Well, I can't deny that my past experiences in the music industry provide for much deviant subject matter. What I didn't experience personally, I observed up close. As just one example, the transsexuals I knew back then have become, in my poetry, a significant indicator of the failure of high modernist aims and yearnings, i.e., the desire to reconstitute the one from the many (both Eliot and Pound mourn the loss of European "catholic" unities -- tough luck, guys). As I look backward, it was the transsexuals' embodiment of difference/differance that made them so generous with their humanity. Consider also that deviance is always both comic and tragic. You really can't have one without the other. It's not a matter of simple contraries, like man vs. woman. The comic occupies the tragic; the tragic occupies the comic. Their identities are mutually contingent, one a-part of the other, one with(in)out the other. They inhabit the same "body," a coeval accord and discord always on the edge of chaos. For my money, there's no better expression of the transsexual than Beethoven's string quartets, Op. 130 and Op. 131. I hope I court this lip of violence in my best stuff.

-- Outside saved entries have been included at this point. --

use serde::{Deserialize, Serialize};

/// Account role as assigned by the backend
#[derive(Debug, Clone, Copy, PartialEq, Eq, Default, Serialize, Deserialize)]
#[serde(rename_all = "snake_case")]
pub enum Role {
    #[default]
    Customer,
    Vendor,
    Admin,
}

/// An authenticated marketplace user
#[derive(Debug, Clone, PartialEq, Serialize, Deserialize)]
pub struct User {
    pub id: String,
    pub name: String,
    pub email: String,
    #[serde(default)]
    pub phone: Option<String>,
    #[serde(default)]
    pub role: Role,
}

impl User {
    pub fn is_vendor(&self) -> bool {
        self.role == Role::Vendor
    }
}
//! API Module
//!
//! HTTP client for the marketplace REST API.

mod client;

pub use client::*;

Who are you reading now? What writers inspire you?

I'm picking up where I left off Proust, at "Swann's Way." My recent reading (since mid-autumn) includes The Brothers Karamozov (for the second time), Crime and Punishment (for the first time), Bataille's Guilty and Cradle of Humanity (on architecture), Kenneth Patchen's Memoirs of a Shy Pornographer (good, but I prefer The Journal of Albion Moonlight), Ashbery's Where Shall I Wander (had the strange feeling I'd already read it), Stein's Mattise, Picasso, and Gertrude Stein (same feeling sentence by sentence!), further selections from The Making of Americans (a masterpiece), the second half of War and Peace (finally), de Sade-Baudillaire-Lautréamont-Corbière-Rimbaud-Apollinaire-Valéry Breton-Artaud (again and again and forever), and lots of Derrida (there's been an avalanche of translations since his death) including, so far, Rogues, Sovereignties In Question (on Celan's poetry), Counterpath, Who's Afraid of Philosophy, Eyes of the University, and an old one, The Other Heading (which is out of print, but still available in hard cover from Amazon's used book sources). Before I die, I will read every word Derrida wrote for public consumption. I'm almost there. I mean that I've read almost everything he wrote, not that I'm almost dead -- no matter what my wife says.

Inspiration? Anyone whose writing may be regarded as deviant, in any way, floats my boat. I've already provided a litany of writers in answer to some of your other questions. Frank O'Hara comes to mind, quite suddenly, due to his versatility, his exploration of various selves. Personality like that could not be contained within a single method. After all, the best bands have always varied their musical styles. There's no reason for poets to play the same tune over and over. I should add that more than a few living poets, writers, and visual artists, who are not yet superstars, give me much pleasure. The creators I've featured in Blackbox usually offer at least an interesting variation on a theme, often much more. Hell, there are many talented people out there, including yourself, if I may say so. I'm privileged to be in their company.

Talk about your book, A Deconstruction of T.S. Eliot: The Fire and the Rose.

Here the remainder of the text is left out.